The new ICBM, possibly designated Hwasong-16, is among the biggest nuclear-capable rockets in the world. Among other atomic giants, the Russian R-36 and Chinese DF-5—both also liquid-fueled—are bigger at more than 100 feet in length. But both of those ICBMs launch from silos.

The new road-mobile ICBM appeared at a military parade in Pyongyang commemorating the 75th anniversary of the founding of the ruling Workers’ Party of North Korea. “This gathering, which the world people would admire, demonstrates that we have overcome all the calamities that troubled us and blocked our way and that we have attained with success our justifiable fighting goals,” North Korean leader Kim Jong Un stated.

The specific rocket that appeared in the parade might be a non-working mock-up. But that’s not out of the ordinary for the Kim regime. “Parades are usually mock-ups,” said Jeffrey Lewis, a nuclear expert at the Middlebury Institute of International Studies at Monterey, “but it is normal to build mock-ups before you fly them. The North Koreans have generally followed through on testing the things we see in the parades.”

Analysts quickly got to work assessing the new ICBM. Michael Elleman, the director of the Non-Proliferation and Nuclear Policy at the International Institute for Strategic Studies in London, assumed the rocket is powered by a cluster of four RD-250 engines delivering a combined 160 tons of thrust—twice the power of North Korea’s older Hwasong-15 ICBM.

“If these estimates are close to reality, the missile, in principle, could deliver 2,000 to 3,500 kilograms to any point on [the continental United States],” Elleman tweeted.

Pyongyang might be aiming to field a more powerful ICBM that can carry more than one warhead at a time. “This is a natural evolution,” Lewis said, “bundling more RD-250 engines together to increase the throw-weight of the missile so it can handle multiple warheads.”

North Korea developed the powerful new rocket in spite of Trump’s direct efforts to befriend Kim. Trump and Kim have met three times. None of the talks resulted in meaningful limits on North Korea’s nuclear-weapons program.

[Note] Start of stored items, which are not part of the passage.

//! Configuration management for the gambit server.
//!
//! Loads the TOML configuration file, validates it, and converts it into the
//! transport's [`ServerConfig`].

use match_core::MatchSettings;
use match_server::{SecurityConfig, ServerConfig};
use serde::{Deserialize, Serialize};
use std::path::Path;
use tracing::info;

/// Application configuration loaded from a TOML file.
#[derive(Debug, Clone, Default, Serialize, Deserialize)]
pub struct AppConfig {
    /// Network settings
    #[serde(default)]
    pub server: ServerSettings,
    /// Match timings and identifier length
    #[serde(default)]
    pub matches: MatchSettings,
    /// Inbound frame and connection limits
    #[serde(default)]
    pub security: SecurityConfig,
    /// Logging settings
    #[serde(default)]
    pub logging: LoggingSettings,
}

/// Network binding and connection limits.
#[derive(Debug, Clone, Serialize, Deserialize)]
#[serde(default)]
pub struct ServerSettings {
    /// Network address to bind the server to (e.g., "127.0.0.1:8080")
    pub bind_address: String,
    /// Maximum number of concurrent client connections
    pub max_connections: usize,
    /// Queued outbound frames per connection above which a warning is logged
    pub outbound_queue_warn: usize,
}

/// Log output settings.
#[derive(Debug, Clone, Serialize, Deserialize)]
#[serde(default)]
pub struct LoggingSettings {
    /// Log level filter (trace, debug, info, warn, error)
    pub level: String,
    /// Whether to output logs in JSON format
    pub json_format: bool,
}

impl Default for ServerSettings {
    fn default() -> Self {
        Self {
            bind_address: "127.0.0.1:8080".to_string(),
            max_connections: 1000,
            outbound_queue_warn: 256,
        }
    }
}

impl Default for LoggingSettings {
    fn default() -> Self {
        Self {
            level: "info".to_string(),
            json_format: false,
        }
    }
}

impl AppConfig {
    /// Loads configuration from a TOML file.
    ///
    /// If the file doesn't exist, a default configuration file is written at
    /// `path` and the defaults are returned.
    ///
    /// # Arguments
    ///
    /// * `path` - Path to the configuration file
    ///
    /// # Returns
    ///
    /// The loaded or default configuration, or an error if reading, parsing
    /// or writing the file failed.
    pub async fn load_from_file(path: &Path) -> Result<Self, Box<dyn std::error::Error>> {
        if path.exists() {
            let content = tokio::fs::read_to_string(path).await?;
            Ok(toml::from_str(&content)?)
        } else {
            let default_config = AppConfig::default();
            let toml_content = toml::to_string_pretty(&default_config)?;
            tokio::fs::write(path, toml_content).await?;
            info!("Created default configuration file: {}", path.display());
            Ok(default_config)
        }
    }

    /// Converts the file configuration into the transport's configuration.
    pub fn to_server_config(&self) -> Result<ServerConfig, Box<dyn std::error::Error>> {
        Ok(ServerConfig {
            bind_address: self.server.bind_address.parse()?,
            max_connections: self.server.max_connections,
            outbound_queue_warn: self.server.outbound_queue_warn,
            security: self.security.clone(),
            matches: self.matches.clone(),
        })
    }

    /// Validates the configuration settings.
    ///
    /// # Returns
    ///
    /// `Ok(())` if the configuration is valid, or an error string describing the issue.
    pub fn validate(&self) -> Result<(), String> {
        if self.server.bind_address.parse::<std::net::SocketAddr>().is_err() {
            return Err(format!("Invalid bind address: {}", &self.server.bind_address));
        }

        if self.server.max_connections == 0 {
            return Err("server.max_connections must be greater than 0".to_string());
        }

        self.matches.validate()?;

        if self.security.max_message_size == 0 {
            return Err("security.max_message_size must be greater than 0".to_string());
        }
        if self.security.enable_rate_limiting && self.security.max_requests_per_minute == 0 {
            return Err("security.max_requests_per_minute must be greater than 0".to_string());
        }

        let valid_levels = ["trace", "debug", "info", "warn", "error"];
        if !valid_levels.contains(&self.logging.level.as_str()) {
            return Err(format!(
                "Invalid log level: {}. Must be one of: {valid_levels:?}",
                &self.logging.level
            ));
        }

        Ok(())
    }
}
//! Factory helpers for creating server instances.

use crate::{config::ServerConfig, server::MatchServer};

/// Creates a match server with default configuration.
///
/// # Example
///
/// ```rust
/// # #[tokio::main]
/// # async fn main() {
/// use match_server::create_server;
///
/// let server = create_server();
/// assert_eq!(server.connection_count(), 0);
/// # }
/// ```
pub fn create_server() -> MatchServer {
    MatchServer::new(ServerConfig::default())
}

/// Creates a match server with custom configuration.
///
/// # Arguments
///
/// * `config` - A `ServerConfig` instance with desired settings
///
/// # Example
///
/// ```rust
/// # #[tokio::main]
/// # async fn main() {
/// use match_server::{create_server_with_config, ServerConfig};
///
/// let config = ServerConfig {
///     bind_address: "0.0.0.0:9000".parse().unwrap(),
///     max_connections: 5000,
///     ..Default::default()
/// };
///
/// let server = create_server_with_config(config);
/// # }
/// ```
pub fn create_server_with_config(config: ServerConfig) -> MatchServer {
    MatchServer::new(config)
}
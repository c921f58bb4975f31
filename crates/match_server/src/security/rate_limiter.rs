//! Rate limiting implementation using a token bucket per IP.

use std::collections::HashMap;
use std::net::IpAddr;
use std::sync::atomic::{AtomicU64, Ordering};
use std::time::Duration;
use tokio::sync::RwLock;
use tokio::time::Instant;

/// Buckets untouched for this long are dropped by cleanup.
const IDLE_BUCKET_TTL: Duration = Duration::from_secs(3600);

/// Token bucket rate limiter for controlling frame rates
#[derive(Debug)]
pub struct RateLimiter {
    buckets: RwLock<HashMap<IpAddr, TokenBucket>>,
    capacity: f64,
    refill_per_sec: f64,
    blocked_count: AtomicU64,
}

#[derive(Debug, Clone)]
struct TokenBucket {
    tokens: f64,
    last_refill: Instant,
}

impl RateLimiter {
    /// Creates a limiter allowing bursts of `capacity` that refills fully
    /// once per `window`.
    pub fn new(capacity: u32, window: Duration) -> Self {
        let capacity = f64::from(capacity.max(1));
        Self {
            buckets: RwLock::new(HashMap::new()),
            capacity,
            refill_per_sec: capacity / window.as_secs_f64().max(f64::EPSILON),
            blocked_count: AtomicU64::new(0),
        }
    }

    pub fn per_minute(requests: u32) -> Self {
        Self::new(requests, Duration::from_secs(60))
    }

    /// Takes one token for `ip`, returning `false` when none is left.
    pub async fn check_rate_limit(&self, ip: IpAddr) -> bool {
        let mut buckets = self.buckets.write().await;
        let now = Instant::now();

        let bucket = buckets.entry(ip).or_insert(TokenBucket {
            tokens: self.capacity,
            last_refill: now,
        });

        let elapsed = now.duration_since(bucket.last_refill).as_secs_f64();
        bucket.tokens = (bucket.tokens + elapsed * self.refill_per_sec).min(self.capacity);
        bucket.last_refill = now;

        if bucket.tokens >= 1.0 {
            bucket.tokens -= 1.0;
            true
        } else {
            self.blocked_count.fetch_add(1, Ordering::Relaxed);
            false
        }
    }

    /// Total number of rejected requests
    pub fn blocked_count(&self) -> u64 {
        self.blocked_count.load(Ordering::Relaxed)
    }

    /// Drops buckets idle for longer than an hour
    pub async fn cleanup_idle(&self) {
        let mut buckets = self.buckets.write().await;
        let now = Instant::now();
        buckets.retain(|_, bucket| now.duration_since(bucket.last_refill) < IDLE_BUCKET_TTL);
    }

    pub async fn tracked(&self) -> usize {
        self.buckets.read().await.len()
    }
}
//! Server configuration types and defaults.
//!
//! This module contains the transport configuration together with the
//! inbound security limits and the match timing settings handed through to
//! the coordinator.

use match_core::MatchSettings;
use serde::{Deserialize, Serialize};
use std::net::{IpAddr, SocketAddr};

/// Configuration structure for the match server.
///
/// Contains all parameters needed to run the transport: where to listen,
/// how many sockets to accept, inbound frame limits and match timings.
#[derive(Debug, Clone, Serialize, Deserialize)]
pub struct ServerConfig {
    /// The socket address to bind the server to
    pub bind_address: SocketAddr,

    /// Maximum number of concurrent connections allowed
    pub max_connections: usize,

    /// Queued outbound frames on one connection above which a warning is logged
    pub outbound_queue_warn: usize,

    /// Security configuration settings
    pub security: SecurityConfig,

    /// Match lifecycle timings
    pub matches: MatchSettings,
}

/// Security configuration for inbound frame validation and connection limits
#[derive(Debug, Clone, Serialize, Deserialize)]
#[serde(default)]
pub struct SecurityConfig {
    /// Enable per-IP rate limiting of inbound frames
    pub enable_rate_limiting: bool,

    /// Maximum frames per minute per IP
    pub max_requests_per_minute: u32,

    /// Maximum frame size in bytes
    pub max_message_size: usize,

    /// Maximum allowed nesting depth for JSON frames
    pub max_json_depth: usize,

    /// Maximum allowed string length in JSON
    pub max_string_length: usize,

    /// Maximum allowed array/object size
    pub max_collection_size: usize,

    /// Maximum concurrent connections per IP (0 disables the check)
    pub max_connections_per_ip: u32,

    /// Addresses refused at accept time
    pub banned_ips: Vec<IpAddr>,
}

impl Default for ServerConfig {
    fn default() -> Self {
        Self {
            bind_address: SocketAddr::from(([127, 0, 0, 1], 8080)),
            max_connections: 1000,
            outbound_queue_warn: 256,
            security: SecurityConfig::default(),
            matches: MatchSettings::default(),
        }
    }
}

impl Default for SecurityConfig {
    fn default() -> Self {
        Self {
            enable_rate_limiting: true,
            max_requests_per_minute: 120,
            max_message_size: 16 * 1024,
            max_json_depth: 8,
            max_string_length: 512,
            max_collection_size: 64,
            max_connections_per_ip: 16,
            banned_ips: Vec::new(),
        }
    }
}
//! Command-line interface handling for the gambit server.

use clap::{Arg, ArgAction, Command};
use std::path::PathBuf;

/// Command line arguments that override configuration file settings.
#[derive(Debug, Clone)]
pub struct CliArgs {
    /// Path to the configuration file
    pub config_path: PathBuf,
    /// Optional override for bind address
    pub bind_address: Option<String>,
    /// Optional override for log level
    pub log_level: Option<String>,
    /// Whether to force JSON log output
    pub json_logs: bool,
}

impl CliArgs {
    /// Parses the process arguments.
    pub fn parse() -> Self {
        Self::from_matches(&Self::command().get_matches())
    }

    /// Parses an explicit argument list, first item being the program name.
    pub fn try_parse_from<I, T>(args: I) -> Result<Self, clap::Error>
    where
        I: IntoIterator<Item = T>,
        T: Into<std::ffi::OsString> + Clone,
    {
        Ok(Self::from_matches(&Self::command().try_get_matches_from(args)?))
    }

    fn command() -> Command {
        Command::new("gambit")
            .version(env!("CARGO_PKG_VERSION"))
            .about("Real-time two-player chess match server")
            .arg(
                Arg::new("config")
                    .short('c')
                    .long("config")
                    .value_name("FILE")
                    .help("Configuration file path")
                    .default_value("config.toml"),
            )
            .arg(
                Arg::new("bind")
                    .short('b')
                    .long("bind")
                    .value_name("ADDRESS")
                    .help("Bind address (e.g., 127.0.0.1:8080)"),
            )
            .arg(
                Arg::new("log-level")
                    .short('l')
                    .long("log-level")
                    .value_name("LEVEL")
                    .help("Log level (trace, debug, info, warn, error)"),
            )
            .arg(
                Arg::new("json-logs")
                    .long("json-logs")
                    .help("Output logs in JSON format")
                    .action(ArgAction::SetTrue),
            )
    }

    fn from_matches(matches: &clap::ArgMatches) -> Self {
        Self {
            config_path: matches
                .get_one::<String>("config")
                .map(PathBuf::from)
                .unwrap_or_else(|| PathBuf::from("config.toml")),
            bind_address: matches.get_one::<String>("bind").cloned(),
            log_level: matches.get_one::<String>("log-level").cloned(),
            json_logs: matches.get_flag("json-logs"),
        }
    }
}

#[cfg(test)]
mod tests {
    use super::*;

    #[test]
    fn test_defaults() {
        let args = CliArgs::try_parse_from(["gambit"]).unwrap();
        assert_eq!(args.config_path, PathBuf::from("config.toml"));
        assert_eq!(args.bind_address, None);
        assert!(!args.json_logs);
    }

    #[test]
    fn test_overrides() {
        let args = CliArgs::try_parse_from([
            "gambit", "-c", "prod.toml", "--bind", "0.0.0.0:9000", "-l", "debug", "--json-logs",
        ])
        .unwrap();
        assert_eq!(args.config_path, PathBuf::from("prod.toml"));
        assert_eq!(args.bind_address.as_deref(), Some("0.0.0.0:9000"));
        assert_eq!(args.log_level.as_deref(), Some("debug"));
        assert!(args.json_logs);
    }

    #[test]
    fn test_rejects_unknown_flags() {
        assert!(CliArgs::try_parse_from(["gambit", "--plugins", "dir"]).is_err());
    }
}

Still, Trump bizarrely claimed he and the younger North Korean leader “fell in love.”

It should go without saying that no existing defensive system can stop a rocket in the class of North Korea’s new ICBM. The U.S. Missile Defense Agency in 2017 began testing its Ground-Based Midcourse Defense missiles against “threat-representative ICBM target” rockets.

But the tests haven’t been very realistic. The target rockets apparently traveled slower than actual ICBMs do. “We should not be thinking about the GMD as a robust defense or a robust deterrent,” Laura Grego, a missile expert with the Massachusetts-based Union of Concerned Scientists, told NPR. “It does not provide protection in a real-world sense.”

Defenseless and having all but given up on meaningful diplomacy under Trump, the United States can only scold North Korea for developing rockets capable of nuking American cities.

“It is disappointing to see the [Democratic People’s Republic of Korea] continuing to prioritize its prohibited nuclear and ballistic missile program over working towards a brighter future for the North Korean people,” a Trump administration official told Reuters reporter Josh Smith.